Problem to work on: Copy every line of the records below that holds the word "invoicing".

++++++++

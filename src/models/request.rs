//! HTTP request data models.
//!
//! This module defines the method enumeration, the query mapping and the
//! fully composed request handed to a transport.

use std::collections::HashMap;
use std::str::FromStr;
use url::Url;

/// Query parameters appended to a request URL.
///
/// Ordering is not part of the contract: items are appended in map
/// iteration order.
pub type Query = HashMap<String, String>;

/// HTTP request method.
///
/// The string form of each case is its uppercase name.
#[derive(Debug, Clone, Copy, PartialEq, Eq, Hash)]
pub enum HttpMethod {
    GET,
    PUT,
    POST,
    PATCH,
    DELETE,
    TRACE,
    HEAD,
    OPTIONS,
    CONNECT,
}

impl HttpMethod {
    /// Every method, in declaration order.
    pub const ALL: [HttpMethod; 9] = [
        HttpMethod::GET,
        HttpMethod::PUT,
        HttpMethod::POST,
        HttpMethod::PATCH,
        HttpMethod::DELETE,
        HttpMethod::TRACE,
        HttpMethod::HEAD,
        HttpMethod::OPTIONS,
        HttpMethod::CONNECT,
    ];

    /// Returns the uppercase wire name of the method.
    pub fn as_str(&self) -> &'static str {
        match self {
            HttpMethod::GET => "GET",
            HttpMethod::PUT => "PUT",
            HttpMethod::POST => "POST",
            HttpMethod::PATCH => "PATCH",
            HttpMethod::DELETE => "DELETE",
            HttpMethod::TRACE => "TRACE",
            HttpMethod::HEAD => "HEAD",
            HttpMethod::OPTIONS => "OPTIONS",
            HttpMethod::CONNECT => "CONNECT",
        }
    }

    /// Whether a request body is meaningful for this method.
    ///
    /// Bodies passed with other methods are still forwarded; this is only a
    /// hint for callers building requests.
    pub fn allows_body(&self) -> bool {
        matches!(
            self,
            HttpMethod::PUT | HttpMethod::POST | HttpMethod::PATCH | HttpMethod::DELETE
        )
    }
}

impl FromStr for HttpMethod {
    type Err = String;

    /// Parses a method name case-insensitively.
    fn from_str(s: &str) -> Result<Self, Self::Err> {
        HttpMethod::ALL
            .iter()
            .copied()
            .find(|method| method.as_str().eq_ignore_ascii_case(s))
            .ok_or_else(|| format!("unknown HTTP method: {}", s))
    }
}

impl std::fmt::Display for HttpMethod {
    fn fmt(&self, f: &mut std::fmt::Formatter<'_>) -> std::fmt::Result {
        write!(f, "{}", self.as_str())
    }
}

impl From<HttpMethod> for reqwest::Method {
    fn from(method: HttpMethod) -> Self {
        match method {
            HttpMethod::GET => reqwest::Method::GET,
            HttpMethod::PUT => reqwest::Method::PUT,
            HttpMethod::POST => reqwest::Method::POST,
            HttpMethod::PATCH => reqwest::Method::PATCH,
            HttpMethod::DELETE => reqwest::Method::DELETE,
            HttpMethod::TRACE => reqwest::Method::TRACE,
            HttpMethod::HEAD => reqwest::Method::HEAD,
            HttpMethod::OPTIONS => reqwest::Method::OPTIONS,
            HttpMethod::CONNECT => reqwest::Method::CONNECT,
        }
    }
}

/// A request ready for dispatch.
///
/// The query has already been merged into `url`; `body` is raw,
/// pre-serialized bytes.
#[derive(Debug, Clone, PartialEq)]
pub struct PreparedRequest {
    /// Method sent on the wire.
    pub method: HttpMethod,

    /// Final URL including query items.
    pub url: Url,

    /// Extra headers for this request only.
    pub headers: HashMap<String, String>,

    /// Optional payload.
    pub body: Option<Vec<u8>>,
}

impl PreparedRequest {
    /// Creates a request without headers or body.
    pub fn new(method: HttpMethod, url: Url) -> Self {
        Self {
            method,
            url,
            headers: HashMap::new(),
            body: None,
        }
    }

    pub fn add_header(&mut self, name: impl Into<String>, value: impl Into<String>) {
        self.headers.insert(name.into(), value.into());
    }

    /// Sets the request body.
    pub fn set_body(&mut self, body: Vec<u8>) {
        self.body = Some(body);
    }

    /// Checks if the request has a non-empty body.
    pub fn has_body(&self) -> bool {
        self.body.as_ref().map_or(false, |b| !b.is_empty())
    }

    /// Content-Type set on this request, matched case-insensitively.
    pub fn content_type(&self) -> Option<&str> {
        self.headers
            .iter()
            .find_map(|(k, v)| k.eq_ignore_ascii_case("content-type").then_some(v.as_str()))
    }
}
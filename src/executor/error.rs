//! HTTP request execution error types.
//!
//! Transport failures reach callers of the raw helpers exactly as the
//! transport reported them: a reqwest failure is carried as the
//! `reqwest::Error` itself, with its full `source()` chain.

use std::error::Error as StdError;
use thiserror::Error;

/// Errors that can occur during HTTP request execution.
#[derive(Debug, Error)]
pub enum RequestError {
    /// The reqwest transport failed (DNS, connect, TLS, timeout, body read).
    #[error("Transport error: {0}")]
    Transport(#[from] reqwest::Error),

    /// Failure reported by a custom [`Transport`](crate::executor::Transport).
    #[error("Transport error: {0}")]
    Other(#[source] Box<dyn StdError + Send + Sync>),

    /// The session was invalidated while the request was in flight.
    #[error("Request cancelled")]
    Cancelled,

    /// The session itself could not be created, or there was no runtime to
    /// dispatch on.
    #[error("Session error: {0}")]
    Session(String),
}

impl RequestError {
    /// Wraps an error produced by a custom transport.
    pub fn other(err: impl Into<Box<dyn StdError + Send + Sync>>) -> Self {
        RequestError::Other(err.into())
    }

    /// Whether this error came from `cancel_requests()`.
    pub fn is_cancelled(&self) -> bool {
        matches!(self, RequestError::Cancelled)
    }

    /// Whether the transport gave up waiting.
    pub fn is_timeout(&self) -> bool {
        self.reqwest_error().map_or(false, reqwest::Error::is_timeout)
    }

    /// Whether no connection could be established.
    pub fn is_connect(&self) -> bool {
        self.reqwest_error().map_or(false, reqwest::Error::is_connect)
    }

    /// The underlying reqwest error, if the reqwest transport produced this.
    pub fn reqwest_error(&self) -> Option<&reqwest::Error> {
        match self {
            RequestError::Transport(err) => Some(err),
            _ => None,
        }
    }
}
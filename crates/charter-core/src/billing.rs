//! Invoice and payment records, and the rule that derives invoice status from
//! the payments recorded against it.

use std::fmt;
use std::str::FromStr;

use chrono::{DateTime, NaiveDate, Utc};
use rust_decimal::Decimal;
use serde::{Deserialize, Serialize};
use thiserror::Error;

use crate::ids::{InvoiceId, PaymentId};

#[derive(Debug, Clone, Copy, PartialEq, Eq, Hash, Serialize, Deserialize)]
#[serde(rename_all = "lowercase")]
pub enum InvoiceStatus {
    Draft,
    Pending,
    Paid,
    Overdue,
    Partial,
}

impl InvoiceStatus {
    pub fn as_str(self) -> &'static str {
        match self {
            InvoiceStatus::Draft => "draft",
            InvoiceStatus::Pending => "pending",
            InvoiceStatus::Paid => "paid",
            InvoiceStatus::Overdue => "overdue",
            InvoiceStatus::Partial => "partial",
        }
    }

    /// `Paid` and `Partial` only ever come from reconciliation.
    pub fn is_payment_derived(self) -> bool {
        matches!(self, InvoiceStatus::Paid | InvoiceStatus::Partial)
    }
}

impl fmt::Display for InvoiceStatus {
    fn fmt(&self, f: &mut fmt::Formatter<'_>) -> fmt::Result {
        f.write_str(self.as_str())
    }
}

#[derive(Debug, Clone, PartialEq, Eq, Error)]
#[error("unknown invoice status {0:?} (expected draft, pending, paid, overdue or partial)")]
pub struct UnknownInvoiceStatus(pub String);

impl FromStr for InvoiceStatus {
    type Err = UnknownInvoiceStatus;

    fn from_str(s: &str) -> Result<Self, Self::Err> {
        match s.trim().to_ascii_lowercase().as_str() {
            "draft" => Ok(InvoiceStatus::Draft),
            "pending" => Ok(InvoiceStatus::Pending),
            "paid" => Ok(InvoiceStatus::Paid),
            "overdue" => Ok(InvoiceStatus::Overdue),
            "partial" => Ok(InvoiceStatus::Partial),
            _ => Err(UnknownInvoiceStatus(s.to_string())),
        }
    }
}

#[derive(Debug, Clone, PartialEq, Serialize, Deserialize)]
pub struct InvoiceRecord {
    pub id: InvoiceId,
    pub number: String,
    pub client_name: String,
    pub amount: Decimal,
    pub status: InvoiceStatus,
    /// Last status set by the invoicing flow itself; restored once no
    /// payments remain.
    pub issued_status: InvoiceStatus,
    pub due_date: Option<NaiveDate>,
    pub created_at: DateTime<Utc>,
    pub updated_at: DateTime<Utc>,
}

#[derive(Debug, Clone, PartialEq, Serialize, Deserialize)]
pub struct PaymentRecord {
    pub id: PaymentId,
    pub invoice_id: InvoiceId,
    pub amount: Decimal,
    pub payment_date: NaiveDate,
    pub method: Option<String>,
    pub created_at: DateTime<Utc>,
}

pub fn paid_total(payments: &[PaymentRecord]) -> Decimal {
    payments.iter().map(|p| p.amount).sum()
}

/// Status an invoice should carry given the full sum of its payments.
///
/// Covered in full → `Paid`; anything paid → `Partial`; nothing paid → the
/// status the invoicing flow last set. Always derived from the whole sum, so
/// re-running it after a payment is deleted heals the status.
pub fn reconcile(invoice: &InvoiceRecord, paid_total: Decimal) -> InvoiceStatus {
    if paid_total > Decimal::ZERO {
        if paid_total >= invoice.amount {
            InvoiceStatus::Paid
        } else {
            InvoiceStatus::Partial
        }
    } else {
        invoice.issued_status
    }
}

++++++++

Exercise output:
    /// Last status set by the invoicing flow itself; restored once no
/// status the invoicing flow last set. Always derived from the whole sum, so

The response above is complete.